> [Directions]: Go through the entries and tally the lines containing the word "Some". Only the total is wanted.

______

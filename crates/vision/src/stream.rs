//! MJPEG publishing: each consumer gets its own paced sequence of multipart
//! chunks read from the frame store.

use std::sync::{
    Arc,
    atomic::{AtomicU64, Ordering},
};

use async_stream::stream;
use bytes::{BufMut, Bytes, BytesMut};
use futures_util::Stream;
use metrics::{counter, gauge};
use tokio::time::MissedTickBehavior;
use tracing::{Span, debug, info_span, warn};

use crate::{
    config::StreamOptions,
    data::AnnotatedFrame,
    encoding::FrameEncoder,
    store::{FrameStore, LatestFrame},
};

pub const BOUNDARY: &str = "frame";
pub const MULTIPART_CONTENT_TYPE: &str = "multipart/x-mixed-replace; boundary=frame";

static NEXT_CONSUMER: AtomicU64 = AtomicU64::new(1);

/// Frame one encoded image as a multipart part.
pub fn multipart_chunk(body: &[u8], content_type: &str, sequence: u64) -> Bytes {
    let mut chunk = BytesMut::with_capacity(body.len() + 96);
    chunk.put_slice(b"--");
    chunk.put_slice(BOUNDARY.as_bytes());
    chunk.put_slice(b"\r\n");
    chunk.put_slice(format!("Content-Type: {content_type}\r\n").as_bytes());
    chunk.put_slice(format!("Content-Length: {}\r\n", body.len()).as_bytes());
    chunk.put_slice(format!("X-Sequence: {sequence}\r\n\r\n").as_bytes());
    chunk.put_slice(body);
    chunk.put_slice(b"\r\n");
    chunk.freeze()
}

/// Encode the latest frame, or the placeholder when that fails.
///
/// Returns the frame actually encoded alongside its bytes, or `None` when
/// the placeholder could not be encoded either.
pub fn encode_with_fallback(
    latest: &LatestFrame,
    placeholder: &Arc<AnnotatedFrame>,
    encoder: &dyn FrameEncoder,
) -> Option<(Arc<AnnotatedFrame>, Vec<u8>)> {
    match encoder.encode(&latest.frame.image) {
        Ok(body) => return Some((latest.frame.clone(), body)),
        Err(err) if latest.is_placeholder => {
            warn!("placeholder encoding failed: {err}");
            return None;
        }
        Err(err) => {
            warn!(frame = latest.frame.frame_number, "{err}; serving placeholder");
            counter!("ppe_stream_encode_fallbacks_total").increment(1);
        }
    }

    match encoder.encode(&placeholder.image) {
        Ok(body) => Some((placeholder.clone(), body)),
        Err(err) => {
            warn!("placeholder encoding failed: {err}");
            None
        }
    }
}

/// [`encode_with_fallback`] framed as a multipart chunk.
pub fn encode_emission(
    latest: &LatestFrame,
    placeholder: &Arc<AnnotatedFrame>,
    encoder: &dyn FrameEncoder,
) -> Option<(Arc<AnnotatedFrame>, Bytes)> {
    encode_with_fallback(latest, placeholder, encoder).map(|(frame, body)| {
        let chunk = multipart_chunk(&body, encoder.content_type(), frame.frame_number);
        (frame, chunk)
    })
}

/// An endless chunk sequence for one consumer. Dropping it ends the
/// consumer; nothing else is affected.
pub fn mjpeg_stream(
    store: Arc<FrameStore>,
    encoder: Arc<dyn FrameEncoder>,
    options: StreamOptions,
) -> impl Stream<Item = Bytes> + Send + 'static {
    let consumer = ConsumerGuard::register();
    stream! {
        let consumer = consumer;
        let placeholder = store.placeholder();
        let mut interval = tokio::time::interval(options.interval);
        interval.set_missed_tick_behavior(MissedTickBehavior::Delay);
        let mut last: Option<(Arc<AnnotatedFrame>, Bytes)> = None;

        loop {
            interval.tick().await;
            let latest = store.latest_frame();

            if let Some((frame, chunk)) = last.as_ref() {
                if Arc::ptr_eq(frame, &latest.frame) {
                    yield chunk.clone();
                    continue;
                }
            }

            let emission = {
                let _entered = consumer.span.enter();
                encode_emission(&latest, &placeholder, encoder.as_ref())
            };
            match emission {
                Some((frame, chunk)) => {
                    last = Some((frame, chunk.clone()));
                    counter!("ppe_stream_frames_sent_total").increment(1);
                    yield chunk;
                }
                None => {
                    counter!("ppe_stream_frames_skipped_total").increment(1);
                    tokio::time::sleep(options.retry_pause).await;
                }
            }
        }
    }
}

struct ConsumerGuard {
    span: Span,
}

impl ConsumerGuard {
    fn register() -> Self {
        let id = NEXT_CONSUMER.fetch_add(1, Ordering::Relaxed);
        let span = info_span!("stream.consumer", consumer = id);
        gauge!("ppe_stream_consumers").increment(1.0);
        span.in_scope(|| debug!("stream consumer connected"));
        Self { span }
    }
}

impl Drop for ConsumerGuard {
    fn drop(&mut self) {
        gauge!("ppe_stream_consumers").decrement(1.0);
        self.span.in_scope(|| debug!("stream consumer disconnected"));
    }
}

#[cfg(test)]
mod tests {
    use std::{
        sync::atomic::AtomicUsize,
        time::Duration,
    };

    use chrono::Utc;
    use futures_util::StreamExt;
    use image::RgbImage;
    use ml_core::FrameResult;

    use super::*;
    use crate::{
        annotation::placeholder_frame,
        counters::Counters,
        encoding::JpegFrameEncoder,
        error::EncodeError,
    };

    /// Encodes an image as its width byte; fails for one width.
    struct WidthEncoder {
        fail_width: Option<u32>,
        calls: AtomicUsize,
    }

    impl WidthEncoder {
        fn failing_on(width: Option<u32>) -> Self {
            Self {
                fail_width: width,
                calls: AtomicUsize::new(0),
            }
        }
    }

    impl FrameEncoder for WidthEncoder {
        fn encode(&self, image: &RgbImage) -> Result<Vec<u8>, EncodeError> {
            self.calls.fetch_add(1, Ordering::SeqCst);
            match self.fail_width {
                Some(width) if width == image.width() || width == 0 => {
                    Err(EncodeError("refused".into()))
                }
                _ => Ok(vec![image.width() as u8]),
            }
        }

        fn content_type(&self) -> &'static str {
            "image/test"
        }
    }

    fn store() -> Arc<FrameStore> {
        Arc::new(FrameStore::new(5, placeholder_frame(16, 16, "wait")))
    }

    fn publish(store: &FrameStore, width: u32, frame_number: u64) {
        let frame = AnnotatedFrame {
            image: RgbImage::new(width, 8),
            frame_number,
            timestamp_ms: 0,
            fps: 0.0,
        };
        store.publish(
            frame,
            FrameResult::empty(frame_number, Utc::now()),
            Counters::default(),
        );
    }

    fn options() -> StreamOptions {
        StreamOptions {
            interval: Duration::from_millis(10),
            retry_pause: Duration::from_millis(20),
            ..StreamOptions::default()
        }
    }

    fn body(chunk: &Bytes) -> &[u8] {
        let split = chunk
            .windows(4)
            .position(|w| w == b"\r\n\r\n")
            .expect("header terminator");
        &chunk[split + 4..chunk.len() - 2]
    }

    #[test]
    fn chunk_framing() {
        let chunk = multipart_chunk(b"abc", "image/jpeg", 7);
        assert_eq!(
            &chunk[..],
            b"--frame\r\nContent-Type: image/jpeg\r\nContent-Length: 3\r\nX-Sequence: 7\r\n\r\nabc\r\n"
        );
    }

    #[tokio::test(start_paused = true)]
    async fn serves_placeholder_before_first_publish() {
        let encoder: Arc<dyn FrameEncoder> = Arc::new(JpegFrameEncoder::default());
        let mut stream = Box::pin(mjpeg_stream(store(), encoder, options()));
        let chunk = stream.next().await.unwrap();
        assert!(chunk.starts_with(b"--frame\r\nContent-Type: image/jpeg\r\n"));
        assert_eq!(&body(&chunk)[..2], &[0xFF_u8, 0xD8]);
    }

    #[tokio::test(start_paused = true)]
    async fn follows_new_publishes() {
        let store = store();
        let encoder: Arc<dyn FrameEncoder> = Arc::new(WidthEncoder::failing_on(None));
        let mut stream = Box::pin(mjpeg_stream(store.clone(), encoder, options()));

        assert_eq!(body(&stream.next().await.unwrap()), &[16u8]);
        publish(&store, 32, 1);
        assert_eq!(body(&stream.next().await.unwrap()), &[32u8]);
        assert_eq!(body(&stream.next().await.unwrap()), &[32u8]);
    }

    #[tokio::test(start_paused = true)]
    async fn encode_failure_falls_back_to_placeholder() {
        let store = store();
        publish(&store, 32, 1);
        let encoder: Arc<dyn FrameEncoder> = Arc::new(WidthEncoder::failing_on(Some(32)));
        let mut stream = Box::pin(mjpeg_stream(store, encoder, options()));

        let chunk = stream.next().await.unwrap();
        assert_eq!(body(&chunk), &[16u8]);
        assert!(chunk.windows(13).any(|w| w == b"X-Sequence: 0"));
    }

    #[tokio::test(start_paused = true)]
    async fn double_failure_skips_without_ending_the_stream() {
        let store = store();
        publish(&store, 32, 1);
        let encoder = Arc::new(WidthEncoder::failing_on(Some(0)));
        let shared: Arc<dyn FrameEncoder> = encoder.clone();
        let mut stream = Box::pin(mjpeg_stream(store, shared, options()));

        let waited = tokio::time::timeout(Duration::from_millis(200), stream.next()).await;
        assert!(waited.is_err(), "no chunk should be produced");
        assert!(encoder.calls.load(Ordering::SeqCst) >= 4);
    }

    #[tokio::test(start_paused = true)]
    async fn consumers_are_independent() {
        let store = store();
        publish(&store, 40, 3);
        let encoder: Arc<dyn FrameEncoder> = Arc::new(WidthEncoder::failing_on(None));
        let mut first = Box::pin(mjpeg_stream(store.clone(), encoder.clone(), options()));
        let mut second = Box::pin(mjpeg_stream(store.clone(), encoder, options()));

        assert_eq!(body(&first.next().await.unwrap()), &[40u8]);
        drop(first);
        assert_eq!(body(&second.next().await.unwrap()), &[40u8]);
    }
}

______

> [Exercise solution]: 8